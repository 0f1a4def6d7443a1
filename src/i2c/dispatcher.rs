// Licensed under the Apache-2.0 license

//! Interrupt-time state machine.
//!
//! One call to [`TransactionContext::dispatch`] handles one hardware event bitset. Role
//! handling runs first, then the error flags are checked whatever the role.

use crate::common::Logger;
use crate::i2c::common::{ControllerState, BUFFER_LENGTH, SLAVE_FILLER_BYTE};
use crate::i2c::context::TransactionContext;
use crate::i2c::error::I2cError;
use crate::i2c::event::Event;
use crate::i2c::traits::{I2cHardware, SlaveCallbacks};

impl<H: I2cHardware, S: SlaveCallbacks, L: Logger> TransactionContext<H, S, L> {
    pub(crate) fn dispatch(&mut self, event: Event) {
        if event.contains(Event::MASTER) {
            if event.contains(Event::START_SENT) {
                self.hardware.send_byte(self.pending_address);
                self.logger.debug(format_args!(
                    "start sent, address {:#04x}",
                    self.pending_address
                ));
            }
            if event.contains(Event::TRANSMITTER) {
                self.master_transmit(event);
            } else {
                self.master_receive(event);
            }
        } else {
            self.slave_event(event);
        }

        self.error_flags(event);
    }

    fn master_transmit(&mut self, event: Event) {
        if self.state != ControllerState::MasterTransmitting {
            return;
        }

        if event.contains(Event::ACK_FAILURE) {
            self.hardware.clear_flags(Event::ACK_FAILURE);
            self.latch(I2cError::AddressNacked);
            self.state = ControllerState::Ready;
            self.hardware.generate_stop(true);
            self.logger.debug(format_args!("nack received, stop"));
            return;
        }

        if event.intersects(Event::MASTER_TX_READY) {
            if let Some(byte) = self.master.next_byte() {
                self.hardware.send_byte(byte);
                self.logger.debug(format_args!("send ({byte:#04x})"));
            } else {
                // Last byte is on the wire: end or chain the transfer right away.
                self.finish_master();
            }
        }
    }

    fn master_receive(&mut self, event: Event) {
        if self.state != ControllerState::MasterReceiving {
            return;
        }

        if event.contains(Event::ADDRESS_MATCHED) {
            self.address_acked = true;
            // The decision applies to the byte about to arrive.
            if self.master.len() > 1 {
                self.hardware.set_acknowledge(true);
                self.logger.debug(format_args!("address sent, ack next"));
            } else {
                self.hardware.set_acknowledge(false);
                self.final_nack_pending = true;
                self.logger.debug(format_args!("address sent, nack next"));
            }
        }

        if event.contains(Event::RX_NOT_EMPTY) {
            let byte = self.hardware.receive_byte();
            self.master.push(byte);
            self.logger.debug(format_args!("received ({byte:#04x})"));

            if self.master.remaining() > 1 {
                self.hardware.set_acknowledge(true);
            } else {
                self.hardware.set_acknowledge(false);
                // The not-acknowledge goes out with the byte after the one that set it,
                // so termination waits for that byte's event.
                if self.final_nack_pending {
                    self.final_nack_pending = false;
                    self.finish_master();
                } else {
                    self.final_nack_pending = true;
                }
            }
        }

        if event.contains(Event::ACK_FAILURE) {
            self.hardware.clear_flags(Event::ACK_FAILURE);
            if !self.address_acked {
                self.latch(I2cError::AddressNacked);
                self.state = ControllerState::Ready;
                self.hardware.generate_stop(true);
                self.logger.debug(format_args!("address nacked, stop"));
                return;
            }
            let byte = self.hardware.receive_byte();
            self.master.push(byte);
            self.final_nack_pending = false;
            self.finish_master();
        }
    }

    /// End the current master transfer with a stop, or hold the bus with a new start.
    fn finish_master(&mut self) {
        if self.send_stop {
            self.state = ControllerState::Ready;
            self.hardware.generate_stop(true);
            self.logger.debug(format_args!("stop"));
        } else {
            self.in_repeated_start = true;
            // The next foreground call writes the address itself; keep the start-sent
            // event away from this handler until then.
            self.hardware.disable_interrupts();
            self.hardware.generate_start();
            self.state = ControllerState::Ready;
            self.logger.debug(format_args!("restart"));
        }
    }

    fn slave_event(&mut self, event: Event) {
        if event.contains(Event::ADDRESS_MATCHED) {
            if event.intersects(Event::TRANSMITTER | Event::TX_EMPTY) {
                self.state = ControllerState::SlaveTransmitting;
                self.slave_tx.reset();
                let length = match self.slave.as_mut() {
                    Some(callbacks) => callbacks.on_transmit(self.slave_tx.storage_mut()),
                    None => 0,
                };
                self.slave_tx.arm(length);
                self.logger
                    .debug(format_args!("slave transmitter, {length} bytes ready"));
            } else {
                self.state = ControllerState::SlaveReceiving;
                self.slave_rx.arm(BUFFER_LENGTH);
                if event.contains(Event::GENERAL_CALL) {
                    self.logger.debug(format_args!("general call"));
                } else if event.contains(Event::DUAL_ADDRESS) {
                    self.logger.debug(format_args!("dual address matched"));
                }
                self.logger.debug(format_args!("slave receiver"));
            }
        }

        match self.state {
            ControllerState::SlaveTransmitting => self.slave_transmit(event),
            ControllerState::SlaveReceiving => self.slave_receive(event),
            _ => {
                // Tail of a session that already ended, e.g. the stop after a slave read.
                if event.contains(Event::STOP_DETECTED) {
                    self.hardware.clear_flags(Event::STOP_DETECTED);
                }
                if event.contains(Event::ACK_FAILURE) {
                    self.hardware.clear_flags(Event::ACK_FAILURE);
                    self.hardware.set_acknowledge(true);
                }
            }
        }
    }

    fn slave_transmit(&mut self, event: Event) {
        self.hardware.set_acknowledge(true);

        if event.contains(Event::ACK_FAILURE) {
            // Remote master is done reading.
            self.hardware.clear_flags(Event::ACK_FAILURE);
            self.state = ControllerState::Ready;
            self.logger.debug(format_args!("slave transmit done"));
            return;
        }

        if event.intersects(Event::SLAVE_TX_READY) {
            match self.slave_tx.next_byte() {
                Some(byte) => {
                    self.hardware.send_byte(byte);
                    self.logger.debug(format_args!("slave send ({byte:#04x})"));
                }
                None => {
                    self.hardware.send_byte(SLAVE_FILLER_BYTE);
                    self.logger.debug(format_args!("no more data, send 0xff"));
                }
            }
        }
    }

    fn slave_receive(&mut self, event: Event) {
        if event.contains(Event::RX_NOT_EMPTY) {
            let byte = self.hardware.receive_byte();
            if self.slave_rx.push(byte) {
                self.hardware.set_acknowledge(true);
                self.logger.debug(format_args!("slave received ({byte:#04x})"));
            } else {
                self.hardware.set_acknowledge(false);
                self.logger
                    .debug(format_args!("slave buffer full, dropped {byte:#04x}"));
            }
        }

        if event.contains(Event::STOP_DETECTED) {
            self.hardware.clear_flags(Event::STOP_DETECTED);
            if let Some(callbacks) = self.slave.as_mut() {
                callbacks.on_receive(self.slave_rx.filled());
            }
            self.logger.debug(format_args!(
                "slave stop, {} bytes received",
                self.slave_rx.cursor()
            ));
            self.slave_rx.reset();
            self.hardware.set_acknowledge(true);
            self.state = ControllerState::Ready;
        }

        if event.contains(Event::ACK_FAILURE) {
            self.hardware.clear_flags(Event::ACK_FAILURE);
            self.hardware.set_acknowledge(true);
        }
    }

    fn error_flags(&mut self, event: Event) {
        if event.contains(Event::BUS_ERROR) {
            self.hardware.clear_flags(Event::BUS_ERROR);
            self.hardware.generate_stop(true);
            self.latch(I2cError::BusError);
            self.state = ControllerState::Ready;
        }

        if event.contains(Event::ARBITRATION_LOST) {
            // The hardware has already released the bus.
            self.hardware.clear_flags(Event::ARBITRATION_LOST);
            self.latch(I2cError::ArbitrationLost);
            if self.state.is_master() {
                self.state = ControllerState::Ready;
            }
        }

        let latched = [
            (Event::OVERRUN, I2cError::Overrun),
            (Event::PEC_ERROR, I2cError::ProtocolCheckFailed),
            (Event::TIMEOUT, I2cError::Timeout),
            (Event::SMBUS_ALERT, I2cError::AlertAsserted),
        ];
        for (flag, error) in latched {
            if event.contains(flag) {
                self.hardware.clear_flags(flag);
                self.latch(error);
            }
        }
    }

    fn latch(&mut self, error: I2cError) {
        self.error = Some(error);
        self.logger.error(format_args!("{error} ({error:?})"));
    }
}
########
§ **About this exercise**:
Which of the lines above hold the word "after"? Copy each one.

§ **Solution to this exercise**:
                // The not-acknowledge goes out with the byte after the one that set it,
                // Tail of a session that already ended, e.g. the stop after a slave read.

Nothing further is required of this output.